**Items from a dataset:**

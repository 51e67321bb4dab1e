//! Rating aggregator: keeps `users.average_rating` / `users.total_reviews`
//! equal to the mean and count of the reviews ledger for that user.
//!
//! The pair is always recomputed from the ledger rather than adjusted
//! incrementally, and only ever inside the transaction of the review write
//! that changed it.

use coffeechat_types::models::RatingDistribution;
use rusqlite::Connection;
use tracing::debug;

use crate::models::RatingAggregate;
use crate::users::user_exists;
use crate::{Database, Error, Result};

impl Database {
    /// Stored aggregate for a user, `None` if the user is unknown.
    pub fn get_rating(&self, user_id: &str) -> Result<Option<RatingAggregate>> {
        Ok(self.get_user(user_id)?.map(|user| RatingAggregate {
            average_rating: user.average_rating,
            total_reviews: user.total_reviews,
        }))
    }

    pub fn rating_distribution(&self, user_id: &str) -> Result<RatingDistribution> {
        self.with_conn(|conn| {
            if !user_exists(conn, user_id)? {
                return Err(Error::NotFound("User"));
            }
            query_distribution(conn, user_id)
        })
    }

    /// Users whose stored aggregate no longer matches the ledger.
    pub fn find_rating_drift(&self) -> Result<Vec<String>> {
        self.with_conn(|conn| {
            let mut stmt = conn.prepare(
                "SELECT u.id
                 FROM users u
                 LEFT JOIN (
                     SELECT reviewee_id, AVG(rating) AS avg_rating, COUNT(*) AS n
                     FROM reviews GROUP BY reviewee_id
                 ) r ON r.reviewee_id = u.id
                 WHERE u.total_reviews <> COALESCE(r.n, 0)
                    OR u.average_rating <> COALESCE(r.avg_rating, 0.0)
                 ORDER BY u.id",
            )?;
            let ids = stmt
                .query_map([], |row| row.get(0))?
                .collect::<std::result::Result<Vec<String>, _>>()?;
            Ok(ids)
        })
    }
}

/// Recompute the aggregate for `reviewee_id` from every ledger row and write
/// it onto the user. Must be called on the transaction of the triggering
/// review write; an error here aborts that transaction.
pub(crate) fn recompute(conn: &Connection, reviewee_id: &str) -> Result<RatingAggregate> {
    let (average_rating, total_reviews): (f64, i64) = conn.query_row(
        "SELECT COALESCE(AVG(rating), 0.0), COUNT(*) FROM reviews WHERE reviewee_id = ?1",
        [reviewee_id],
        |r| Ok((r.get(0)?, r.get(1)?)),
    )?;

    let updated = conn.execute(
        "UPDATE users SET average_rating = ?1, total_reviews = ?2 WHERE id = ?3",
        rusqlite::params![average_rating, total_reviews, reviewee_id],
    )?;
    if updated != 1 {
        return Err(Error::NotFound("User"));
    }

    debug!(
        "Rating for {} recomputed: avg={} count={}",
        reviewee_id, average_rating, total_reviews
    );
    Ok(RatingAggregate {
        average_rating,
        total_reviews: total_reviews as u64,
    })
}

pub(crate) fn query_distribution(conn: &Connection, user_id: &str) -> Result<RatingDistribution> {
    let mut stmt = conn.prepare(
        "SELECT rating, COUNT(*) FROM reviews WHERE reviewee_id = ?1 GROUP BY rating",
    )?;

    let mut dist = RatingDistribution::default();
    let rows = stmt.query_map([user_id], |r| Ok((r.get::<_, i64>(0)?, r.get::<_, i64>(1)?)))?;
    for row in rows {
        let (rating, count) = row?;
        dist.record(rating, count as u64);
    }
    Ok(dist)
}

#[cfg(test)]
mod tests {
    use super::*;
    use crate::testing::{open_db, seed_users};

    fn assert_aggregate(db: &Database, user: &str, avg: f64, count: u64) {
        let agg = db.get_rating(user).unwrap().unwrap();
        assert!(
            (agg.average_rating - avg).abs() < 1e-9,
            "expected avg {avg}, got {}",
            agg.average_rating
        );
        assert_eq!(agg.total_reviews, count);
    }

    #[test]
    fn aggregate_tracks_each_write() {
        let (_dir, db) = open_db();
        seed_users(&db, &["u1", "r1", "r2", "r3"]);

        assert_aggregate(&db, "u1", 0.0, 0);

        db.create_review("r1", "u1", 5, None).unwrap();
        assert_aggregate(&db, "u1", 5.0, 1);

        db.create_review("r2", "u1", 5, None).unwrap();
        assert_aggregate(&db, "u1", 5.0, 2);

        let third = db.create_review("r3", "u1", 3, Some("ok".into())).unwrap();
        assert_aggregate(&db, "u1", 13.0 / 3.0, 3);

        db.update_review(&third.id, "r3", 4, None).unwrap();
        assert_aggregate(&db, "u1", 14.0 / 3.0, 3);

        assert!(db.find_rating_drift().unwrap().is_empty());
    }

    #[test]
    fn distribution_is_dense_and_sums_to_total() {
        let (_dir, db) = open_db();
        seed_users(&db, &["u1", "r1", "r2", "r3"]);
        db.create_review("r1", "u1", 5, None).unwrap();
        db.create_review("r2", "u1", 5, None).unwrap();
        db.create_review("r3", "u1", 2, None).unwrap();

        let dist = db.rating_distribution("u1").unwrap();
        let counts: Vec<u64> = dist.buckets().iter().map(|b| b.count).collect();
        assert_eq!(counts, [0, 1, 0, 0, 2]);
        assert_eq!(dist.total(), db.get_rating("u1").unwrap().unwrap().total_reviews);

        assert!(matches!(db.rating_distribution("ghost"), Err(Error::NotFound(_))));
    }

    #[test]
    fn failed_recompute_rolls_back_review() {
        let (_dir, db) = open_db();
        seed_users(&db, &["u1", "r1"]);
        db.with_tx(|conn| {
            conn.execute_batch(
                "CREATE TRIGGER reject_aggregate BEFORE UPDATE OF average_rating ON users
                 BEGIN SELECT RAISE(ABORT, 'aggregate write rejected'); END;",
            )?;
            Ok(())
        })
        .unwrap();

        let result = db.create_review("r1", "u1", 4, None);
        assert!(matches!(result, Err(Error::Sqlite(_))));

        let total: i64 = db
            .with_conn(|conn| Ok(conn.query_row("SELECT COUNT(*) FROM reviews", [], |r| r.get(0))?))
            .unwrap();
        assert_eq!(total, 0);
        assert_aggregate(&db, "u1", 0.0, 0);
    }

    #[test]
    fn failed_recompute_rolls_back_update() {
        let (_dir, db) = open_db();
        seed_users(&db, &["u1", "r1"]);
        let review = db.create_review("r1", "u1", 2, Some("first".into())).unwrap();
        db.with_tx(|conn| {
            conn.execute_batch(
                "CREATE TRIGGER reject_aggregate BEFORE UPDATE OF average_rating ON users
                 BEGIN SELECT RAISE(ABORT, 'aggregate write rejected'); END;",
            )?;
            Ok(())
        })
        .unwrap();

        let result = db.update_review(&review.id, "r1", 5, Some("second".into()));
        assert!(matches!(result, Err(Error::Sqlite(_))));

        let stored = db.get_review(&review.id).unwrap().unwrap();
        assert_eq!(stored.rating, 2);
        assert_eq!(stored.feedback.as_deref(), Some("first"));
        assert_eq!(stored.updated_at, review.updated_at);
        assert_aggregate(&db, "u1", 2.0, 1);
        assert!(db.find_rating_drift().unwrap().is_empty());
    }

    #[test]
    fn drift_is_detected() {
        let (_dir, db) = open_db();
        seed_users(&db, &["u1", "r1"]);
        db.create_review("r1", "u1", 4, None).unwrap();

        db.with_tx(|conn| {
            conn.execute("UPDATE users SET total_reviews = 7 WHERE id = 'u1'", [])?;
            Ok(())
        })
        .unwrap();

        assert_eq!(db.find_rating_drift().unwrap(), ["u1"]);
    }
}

**Task instructions:** Please write out every line of the data exactly.

**Solution to this task:**
repository 51e67321bb4dab1e
//! Rating aggregator: keeps `users.average_rating` / `users.total_reviews`
//! equal to the mean and count of the reviews ledger for that user.
//!
//! The pair is always recomputed from the ledger rather than adjusted
//! incrementally, and only ever inside the transaction of the review write
//! that changed it.

use coffeechat_types::models::RatingDistribution;
use rusqlite::Connection;
use tracing::debug;

use crate::models::RatingAggregate;
use crate::users::user_exists;
use crate::{Database, Error, Result};

impl Database {
    /// Stored aggregate for a user, `None` if the user is unknown.
    pub fn get_rating(&self, user_id: &str) -> Result<Option<RatingAggregate>> {
        Ok(self.get_user(user_id)?.map(|user| RatingAggregate {
            average_rating: user.average_rating,
            total_reviews: user.total_reviews,
        }))
    }

    pub fn rating_distribution(&self, user_id: &str) -> Result<RatingDistribution> {
        self.with_conn(|conn| {
            if !user_exists(conn, user_id)? {
                return Err(Error::NotFound("User"));
            }
            query_distribution(conn, user_id)
        })
    }

    /// Users whose stored aggregate no longer matches the ledger.
    pub fn find_rating_drift(&self) -> Result<Vec<String>> {
        self.with_conn(|conn| {
            let mut stmt = conn.prepare(
                "SELECT u.id
                 FROM users u
                 LEFT JOIN (
                     SELECT reviewee_id, AVG(rating) AS avg_rating, COUNT(*) AS n
                     FROM reviews GROUP BY reviewee_id
                 ) r ON r.reviewee_id = u.id
                 WHERE u.total_reviews <> COALESCE(r.n, 0)
                    OR u.average_rating <> COALESCE(r.avg_rating, 0.0)
                 ORDER BY u.id",
            )?;
            let ids = stmt
                .query_map([], |row| row.get(0))?
                .collect::<std::result::Result<Vec<String>, _>>()?;
            Ok(ids)
        })
    }
}

/// Recompute the aggregate for `reviewee_id` from every ledger row and write
/// it onto the user. Must be called on the transaction of the triggering
/// review write; an error here aborts that transaction.
pub(crate) fn recompute(conn: &Connection, reviewee_id: &str) -> Result<RatingAggregate> {
    let (average_rating, total_reviews): (f64, i64) = conn.query_row(
        "SELECT COALESCE(AVG(rating), 0.0), COUNT(*) FROM reviews WHERE reviewee_id = ?1",
        [reviewee_id],
        |r| Ok((r.get(0)?, r.get(1)?)),
    )?;

    let updated = conn.execute(
        "UPDATE users SET average_rating = ?1, total_reviews = ?2 WHERE id = ?3",
        rusqlite::params![average_rating, total_reviews, reviewee_id],
    )?;
    if updated != 1 {
        return Err(Error::NotFound("User"));
    }

    debug!(
        "Rating for {} recomputed: avg={} count={}",
        reviewee_id, average_rating, total_reviews
    );
    Ok(RatingAggregate {
        average_rating,
        total_reviews: total_reviews as u64,
    })
}

pub(crate) fn query_distribution(conn: &Connection, user_id: &str) -> Result<RatingDistribution> {
    let mut stmt = conn.prepare(
        "SELECT rating, COUNT(*) FROM reviews WHERE reviewee_id = ?1 GROUP BY rating",
    )?;

    let mut dist = RatingDistribution::default();
    let rows = stmt.query_map([user_id], |r| Ok((r.get::<_, i64>(0)?, r.get::<_, i64>(1)?)))?;
    for row in rows {
        let (rating, count) = row?;
        dist.record(rating, count as u64);
    }
    Ok(dist)
}

#[cfg(test)]
mod tests {
    use super::*;
    use crate::testing::{open_db, seed_users};

    fn assert_aggregate(db: &Database, user: &str, avg: f64, count: u64) {
        let agg = db.get_rating(user).unwrap().unwrap();
        assert!(
            (agg.average_rating - avg).abs() < 1e-9,
            "expected avg {avg}, got {}",
            agg.average_rating
        );
        assert_eq!(agg.total_reviews, count);
    }

    #[test]
    fn aggregate_tracks_each_write() {
        let (_dir, db) = open_db();
        seed_users(&db, &["u1", "r1", "r2", "r3"]);

        assert_aggregate(&db, "u1", 0.0, 0);

        db.create_review("r1", "u1", 5, None).unwrap();
        assert_aggregate(&db, "u1", 5.0, 1);

        db.create_review("r2", "u1", 5, None).unwrap();
        assert_aggregate(&db, "u1", 5.0, 2);

        let third = db.create_review("r3", "u1", 3, Some("ok".into())).unwrap();
        assert_aggregate(&db, "u1", 13.0 / 3.0, 3);

        db.update_review(&third.id, "r3", 4, None).unwrap();
        assert_aggregate(&db, "u1", 14.0 / 3.0, 3);

        assert!(db.find_rating_drift().unwrap().is_empty());
    }

    #[test]
    fn distribution_is_dense_and_sums_to_total() {
        let (_dir, db) = open_db();
        seed_users(&db, &["u1", "r1", "r2", "r3"]);
        db.create_review("r1", "u1", 5, None).unwrap();
        db.create_review("r2", "u1", 5, None).unwrap();
        db.create_review("r3", "u1", 2, None).unwrap();

        let dist = db.rating_distribution("u1").unwrap();
        let counts: Vec<u64> = dist.buckets().iter().map(|b| b.count).collect();
        assert_eq!(counts, [0, 1, 0, 0, 2]);
        assert_eq!(dist.total(), db.get_rating("u1").unwrap().unwrap().total_reviews);

        assert!(matches!(db.rating_distribution("ghost"), Err(Error::NotFound(_))));
    }

    #[test]
    fn failed_recompute_rolls_back_review() {
        let (_dir, db) = open_db();
        seed_users(&db, &["u1", "r1"]);
        db.with_tx(|conn| {
            conn.execute_batch(
                "CREATE TRIGGER reject_aggregate BEFORE UPDATE OF average_rating ON users
                 BEGIN SELECT RAISE(ABORT, 'aggregate write rejected'); END;",
            )?;
            Ok(())
        })
        .unwrap();

        let result = db.create_review("r1", "u1", 4, None);
        assert!(matches!(result, Err(Error::Sqlite(_))));

        let total: i64 = db
            .with_conn(|conn| Ok(conn.query_row("SELECT COUNT(*) FROM reviews", [], |r| r.get(0))?))
            .unwrap();
        assert_eq!(total, 0);
        assert_aggregate(&db, "u1", 0.0, 0);
    }

    #[test]
    fn failed_recompute_rolls_back_update() {
        let (_dir, db) = open_db();
        seed_users(&db, &["u1", "r1"]);
        let review = db.create_review("r1", "u1", 2, Some("first".into())).unwrap();
        db.with_tx(|conn| {
            conn.execute_batch(
                "CREATE TRIGGER reject_aggregate BEFORE UPDATE OF average_rating ON users
                 BEGIN SELECT RAISE(ABORT, 'aggregate write rejected'); END;",
            )?;
            Ok(())
        })
        .unwrap();

        let result = db.update_review(&review.id, "r1", 5, Some("second".into()));
        assert!(matches!(result, Err(Error::Sqlite(_))));

        let stored = db.get_review(&review.id).unwrap().unwrap();
        assert_eq!(stored.rating, 2);
        assert_eq!(stored.feedback.as_deref(), Some("first"));
        assert_eq!(stored.updated_at, review.updated_at);
        assert_aggregate(&db, "u1", 2.0, 1);
        assert!(db.find_rating_drift().unwrap().is_empty());
    }

    #[test]
    fn drift_is_detected() {
        let (_dir, db) = open_db();
        seed_users(&db, &["u1", "r1"]);
        db.create_review("r1", "u1", 4, None).unwrap();

        db.with_tx(|conn| {
            conn.execute("UPDATE users SET total_reviews = 7 WHERE id = 'u1'", [])?;
            Ok(())
        })
        .unwrap();

        assert_eq!(db.find_rating_drift().unwrap(), ["u1"]);
    }
}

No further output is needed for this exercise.